The existing building will be emptied of its internal partitions and of its staircase. Its concrete structure will be shown. The existing facade, made with precast elements, will be embedded with a new shell, giving to the Art gallery a more massive aspect. The new facade, with its appearance, seems floating above the ground floor. The stone coating and the small dimension of the splayed windows increase the introvert aspect of the building.
The new Art gallery grows up of one floor, housing a new café and a panoramic terrace, and in the bottom it is lowered, placing new office rooms (for rent) facing the two roads.
The basement, that contains the storage of work of art, will be emptied of its internal partitions. It will be modelled as a sculpture. It will have a different coating material from the upper building (that is the real Art Gallery).

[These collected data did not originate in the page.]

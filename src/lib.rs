//! AstroDrift - a toroidal-field asteroid arcade game
//!
//! Core modules:
//! - `sim`: Deterministic simulation (motion, wrapping, collisions, game state)
//! - `tuning`: Data-driven game balance

pub mod sim;
pub mod tuning;

pub use tuning::Tuning;

use glam::Vec2;

/// Game configuration constants
pub mod consts {
    /// Field dimensions
    pub const FIELD_WIDTH: f32 = 2880.0;
    pub const FIELD_HEIGHT: f32 = 1800.0;

    /// Craft defaults
    pub const CRAFT_RADIUS: f32 = 55.0;
    pub const CRAFT_MAX_SPEED: f32 = 500.0;
    /// Drift speed lost per frame once all directional intents release
    pub const DRIFT_DECAY_STEP: f32 = 4.0;
    /// Post-respawn grace period, seconds
    pub const INVINCIBILITY_SECS: f32 = 2.0;

    /// Projectile defaults
    pub const PROJECTILE_RADIUS: f32 = 15.0;
    pub const PROJECTILE_SPEED: f32 = 500.0;
    /// Time a projectile survives after leaving the muzzle, seconds
    pub const PROJECTILE_LIFETIME_SECS: f32 = 3.0;
    /// Distance from craft center to the muzzle, along the aim vector
    pub const MUZZLE_OFFSET: f32 = 80.0;

    /// Obstacle tier radii
    pub const SMALL_RADIUS: f32 = 35.0;
    pub const MEDIUM_RADIUS: f32 = 55.0;
    pub const LARGE_RADIUS: f32 = 85.0;

    /// Obstacle speed shared by the whole population
    pub const BASE_OBSTACLE_SPEED: f32 = 250.0;
    /// Speed gained on level-up
    pub const LEVEL_SPEED_BONUS: f32 = 50.0;
    /// Speed gained on the manual next-wave trigger
    pub const SURGE_SPEED_BONUS: f32 = 100.0;

    /// Obstacles per wave
    pub const WAVE_SIZE: usize = 12;

    /// Starting lives
    pub const STARTING_LIVES: i32 = 3;
}

/// Unit vector from `from` toward `to`, or `fallback` when the two coincide
#[inline]
pub fn unit_toward(from: Vec2, to: Vec2, fallback: Vec2) -> Vec2 {
    let sep = to - from;
    if sep.length_squared() > f32::EPSILON {
        sep.normalize()
    } else {
        fallback
    }
}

The space between the two elements, the basement volume and the floating building, will become the big atrium of the Art Gallery but also a commercial, exhibition and leisure areas.
A big hole will be opened through the horizontal structure of the existing building from the top to the bottom. This big vertical void joints the wide horizontal space of the ground floor, becoming a single space articulated and complex to the other floors.
It will become the architectural structure of the new Art gallery. This space, changing its shape from expanded and horizontal to strait and vertical, rises toward the top of the building. This big void discloses, with the moving back of its walls, the construction elements (pillars and beams). In particular, the ceiling structure in concrete, now visible, will become the characteristic element of these spaces.
From the main foyer, after the first eleven stone steps a scenic steel staircase connects all the levels. The curvy staircase will links the wide foyer of the ground floor with the open Square (24,0m high) of the panoramic terrace. It crosses the high void in all the directions.